_What the task requires_. Search the listing below for the word "current" and copy each line that holds it.

_Available records_.
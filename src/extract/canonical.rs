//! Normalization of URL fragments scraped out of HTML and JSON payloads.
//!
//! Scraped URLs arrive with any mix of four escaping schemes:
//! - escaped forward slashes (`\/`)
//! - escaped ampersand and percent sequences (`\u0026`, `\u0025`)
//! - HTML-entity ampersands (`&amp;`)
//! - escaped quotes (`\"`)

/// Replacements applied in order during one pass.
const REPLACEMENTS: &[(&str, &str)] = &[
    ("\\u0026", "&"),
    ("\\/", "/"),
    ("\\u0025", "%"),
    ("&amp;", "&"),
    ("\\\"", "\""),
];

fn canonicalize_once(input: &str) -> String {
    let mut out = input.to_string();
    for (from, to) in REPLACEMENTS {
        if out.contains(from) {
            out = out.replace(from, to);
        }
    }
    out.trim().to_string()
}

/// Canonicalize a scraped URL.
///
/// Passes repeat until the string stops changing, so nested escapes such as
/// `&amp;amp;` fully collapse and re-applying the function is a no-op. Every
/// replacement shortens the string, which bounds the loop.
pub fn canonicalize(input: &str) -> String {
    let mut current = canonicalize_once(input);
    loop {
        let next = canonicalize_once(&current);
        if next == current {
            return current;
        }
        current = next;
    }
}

_Completed exercise_.
    let mut current = canonicalize_once(input);
        let next = canonicalize_once(&current);
        if next == current {
            return current;
        current = next;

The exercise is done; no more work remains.